Os experientes praticantes de Swing costumam dar alguns conselhos aos que desejam se iniciar na prática. Segundo eles, para aproveitar devidamente os benefícios oferecidos por essa modalidade de sexo, o casal deve ter um relacionamento sólido, com muita cumplicidade e livre comunicação, além disso deve saber desfrutar livremente dos prazeres sexuais. Outros ainda dizem que, antes da ação em si, cada parceiro deve se abrir francamente e revelar sua fantasia ao outro, discutir os limites de cada um e se imaginar transando com outra pessoa.

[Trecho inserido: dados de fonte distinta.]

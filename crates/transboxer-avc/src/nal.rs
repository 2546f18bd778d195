//! H.264 NAL units and NALU stream framing.
//!
//! A stream is either Annex-B (units separated by `00 00 01` or
//! `00 00 00 01` start markers) or length-prefixed (each unit preceded by a
//! 1 to 4 byte big-endian length, as in MP4 samples).

use bytes::{BufMut, Bytes, BytesMut};
use tracing::debug;

use crate::error::{Error, Result};

/// H.264 NAL unit types (Table 7-1).
#[derive(Debug, Clone, Copy, PartialEq, Eq)]
pub enum NalUnitType {
    /// Coded slice of a non-IDR picture
    NonIdrSlice,
    SliceDataA,
    SliceDataB,
    SliceDataC,
    /// Coded slice of an IDR picture
    IdrSlice,
    Sei,
    Sps,
    Pps,
    AccessUnitDelimiter,
    EndOfSequence,
    EndOfStream,
    FillerData,
    SpsExtension,
    Unknown(u8),
}

impl From<u8> for NalUnitType {
    fn from(value: u8) -> Self {
        match value & 0x1F {
            1 => NalUnitType::NonIdrSlice,
            2 => NalUnitType::SliceDataA,
            3 => NalUnitType::SliceDataB,
            4 => NalUnitType::SliceDataC,
            5 => NalUnitType::IdrSlice,
            6 => NalUnitType::Sei,
            7 => NalUnitType::Sps,
            8 => NalUnitType::Pps,
            9 => NalUnitType::AccessUnitDelimiter,
            10 => NalUnitType::EndOfSequence,
            11 => NalUnitType::EndOfStream,
            12 => NalUnitType::FillerData,
            13 => NalUnitType::SpsExtension,
            other => NalUnitType::Unknown(other),
        }
    }
}

impl NalUnitType {
    /// Type of a NAL unit from its header byte.
    pub fn of(nalu: &[u8]) -> Option<Self> {
        nalu.first().map(|&b| Self::from(b))
    }

    pub fn is_slice(self) -> bool {
        matches!(self, NalUnitType::NonIdrSlice | NalUnitType::IdrSlice)
    }
}

/// nal_ref_idc from a NAL header byte.
pub fn nal_ref_idc(header: u8) -> u8 {
    (header >> 5) & 0x03
}

/// forbidden_zero_bit from a NAL header byte.
pub fn forbidden_bit(header: u8) -> bool {
    header & 0x80 != 0
}

/// Strip emulation-prevention bytes (the `03` in `00 00 03`) to get the RBSP.
pub fn remove_emulation_prevention(data: &[u8]) -> Vec<u8> {
    let mut result = Vec::with_capacity(data.len());
    let mut zeros = 0;

    for &b in data {
        if zeros >= 2 && b == 0x03 {
            zeros = 0;
            continue;
        }
        zeros = if b == 0 { zeros + 1 } else { 0 };
        result.push(b);
    }

    result
}

/// Look-ahead used when probing for a length-prefix width.
const LOOKAHEAD_PACKETS: usize = 20;

/// Framing convention of a NALU buffer.
#[derive(Debug, Clone, Copy, PartialEq, Eq)]
pub enum NaluFormat {
    /// Start-marker delimited; `marker_width` is 3 or 4 for the first marker.
    AnnexB { marker_width: usize },
    /// Big-endian length prefix of `width` bytes (1..=4).
    LengthPrefixed { width: usize },
}

impl NaluFormat {
    /// Width of the marker or length prefix.
    pub fn width(self) -> usize {
        match self {
            NaluFormat::AnnexB { marker_width } => marker_width,
            NaluFormat::LengthPrefixed { width } => width,
        }
    }

    /// Inspect a buffer and guess its framing.
    ///
    /// A leading start marker means Annex-B. Otherwise length-prefix widths
    /// 4, 3, 2 and 1 are tried in turn; the first width whose first packets
    /// (up to a small look-ahead) are non-empty, start with a valid NAL
    /// header and stay inside the buffer wins.
    pub fn detect(buf: &[u8]) -> Option<Self> {
        if buf.starts_with(&[0, 0, 1]) {
            return Some(NaluFormat::AnnexB { marker_width: 3 });
        }
        if buf.starts_with(&[0, 0, 0, 1]) {
            return Some(NaluFormat::AnnexB { marker_width: 4 });
        }
        [4, 3, 2, 1]
            .into_iter()
            .find(|&width| looks_length_prefixed(buf, width))
            .map(|width| NaluFormat::LengthPrefixed { width })
    }
}

fn looks_length_prefixed(buf: &[u8], width: usize) -> bool {
    let mut pos = 0;
    let mut packets = 0;
    while pos < buf.len() && packets < LOOKAHEAD_PACKETS {
        let Some(len) = read_prefix(buf, pos, width) else {
            return false;
        };
        let start = pos + width;
        if len == 0 || start + len > buf.len() || forbidden_bit(buf[start]) {
            return false;
        }
        pos = start + len;
        packets += 1;
    }
    packets > 0
}

fn read_prefix(buf: &[u8], pos: usize, width: usize) -> Option<usize> {
    let bytes = buf.get(pos..pos + width)?;
    Some(bytes.iter().fold(0usize, |acc, &b| (acc << 8) | b as usize))
}

/// A buffer of NAL units with known framing.
#[derive(Debug, Clone)]
pub struct NaluStream {
    buf: Bytes,
    format: NaluFormat,
}

impl NaluStream {
    /// Wrap `buf`, detecting its framing unless `hint` is given.
    ///
    /// An undetectable framing is an error in `strict` mode; otherwise a
    /// 4-byte length prefix is assumed.
    pub fn new(buf: impl Into<Bytes>, hint: Option<NaluFormat>, strict: bool) -> Result<Self> {
        let buf = buf.into();
        let format = match hint.or_else(|| NaluFormat::detect(&buf)) {
            Some(format) => format,
            None if strict => return Err(Error::UnknownPacketFormat),
            None => {
                debug!(len = buf.len(), "unrecognized NALU framing");
                NaluFormat::LengthPrefixed { width: 4 }
            }
        };
        if let NaluFormat::LengthPrefixed { width } = format {
            if !(1..=4).contains(&width) {
                return Err(Error::UnexpectedPacketFormat(format!(
                    "length prefix width {width}, expected 1..=4"
                )));
            }
        }
        Ok(Self { buf, format })
    }

    pub fn format(&self) -> NaluFormat {
        self.format
    }

    pub fn as_bytes(&self) -> &Bytes {
        &self.buf
    }

    pub fn into_bytes(self) -> Bytes {
        self.buf
    }

    pub fn len(&self) -> usize {
        self.buf.len()
    }

    pub fn is_empty(&self) -> bool {
        self.buf.is_empty()
    }

    /// Iterate over the NAL units, without their markers or prefixes.
    ///
    /// Each call starts over from the beginning of the buffer.
    pub fn nalus(&self) -> Nalus<'_> {
        Nalus {
            buf: &self.buf,
            pos: 0,
            format: self.format,
        }
    }

    pub fn packet_count(&self) -> usize {
        self.nalus().count()
    }

    /// First unit of the given type.
    pub fn find(&self, ty: NalUnitType) -> Option<&[u8]> {
        self.nalus().find(|n| NalUnitType::of(n) == Some(ty))
    }

    /// Rewrite Annex-B framing as length prefixes of the marker's width.
    ///
    /// A stream that is already length-prefixed is left untouched.
    pub fn convert_to_packet(&mut self) -> Result<()> {
        let width = match self.format {
            NaluFormat::LengthPrefixed { .. } => return Ok(()),
            NaluFormat::AnnexB { marker_width } if matches!(marker_width, 3 | 4) => marker_width,
            NaluFormat::AnnexB { marker_width } => {
                return Err(Error::UnexpectedPacketFormat(format!(
                    "start marker width {marker_width}, expected 3 or 4"
                )))
            }
        };

        let max = (1u64 << (8 * width)) - 1;
        let mut out = BytesMut::with_capacity(self.buf.len() + width);
        for nalu in self.nalus() {
            if nalu.len() as u64 > max {
                return Err(Error::NaluTooLong {
                    len: nalu.len(),
                    width,
                });
            }
            out.put_uint(nalu.len() as u64, width);
            out.put_slice(nalu);
        }

        self.buf = out.freeze();
        self.format = NaluFormat::LengthPrefixed { width };
        Ok(())
    }
}

/// Iterator over the units of a [`NaluStream`].
#[derive(Debug, Clone)]
pub struct Nalus<'a> {
    buf: &'a [u8],
    pos: usize,
    format: NaluFormat,
}

impl<'a> Iterator for Nalus<'a> {
    type Item = &'a [u8];

    fn next(&mut self) -> Option<Self::Item> {
        match self.format {
            NaluFormat::AnnexB { .. } => self.next_annexb(),
            NaluFormat::LengthPrefixed { width } => {
                let len = read_prefix(self.buf, self.pos, width)?;
                let start = self.pos + width;
                let nalu = self.buf.get(start..start + len)?;
                self.pos = start + len;
                Some(nalu)
            }
        }
    }
}

impl<'a> Nalus<'a> {
    fn next_annexb(&mut self) -> Option<&'a [u8]> {
        loop {
            let start = find_start_code(self.buf, self.pos)? + 3;
            let (end, next) = match find_start_code(self.buf, start) {
                // a zero before `00 00 01` belongs to a 4-byte marker
                Some(i) if i > start && self.buf[i - 1] == 0 => (i - 1, i),
                Some(i) => (i, i),
                None => (self.buf.len(), self.buf.len()),
            };
            self.pos = next;
            if end > start {
                return Some(&self.buf[start..end]);
            }
        }
    }
}

/// Offset of the next `00 00 01` at or after `from`.
fn find_start_code(buf: &[u8], from: usize) -> Option<usize> {
    buf.get(from..)?
        .windows(3)
        .position(|w| w == [0, 0, 1])
        .map(|i| from + i)
}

Ainda mais alguns aconselham: a pessoa deve entender que as relações ali vividas são puramente sexuais; naquele momento, os dois gozarão de prazeres com uma pessoa estranha, mas, depois de saírem do ambiente de troca de casais, retornarão ao seu companheiro e viverão seu casamento da forma que era. Por fim, mais alguns fazem um alerta: a prática não pode afastar o casal; se a fonte de excitação não mais estiver entre os dois e só existir quando terceiros estiverem presentes, pode ser um sinal de que a relação do casal está se deteriorando.

Depois de ler e reler informações como essas, assistir a reportagens sobre o tema, conversar com conhecidos praticantes, visitar clubes, Felipe finalmente aceitou as solicitações de sua mulher, Rebeca, de se aventurar na troca de casais; melhor dizendo, de praticar a troca de casais, pois essa experiência não é para aventureiros, já dizia o outro conselho que tinha lido num desses sites sobre o assunto. Sua mulher já há algum tempo alimentava essa fantasia e se sentia preparada para encarar o swing, mas Felipe ainda não. Ciúme, insegurança, medo, estavam entre os obstáculos que o impediam de seguir em frente. Depois de muitas pesquisas e conversas, finalmente se convenceu de que poderia ser uma experiência interessante para diversificar a vida sexual do casal.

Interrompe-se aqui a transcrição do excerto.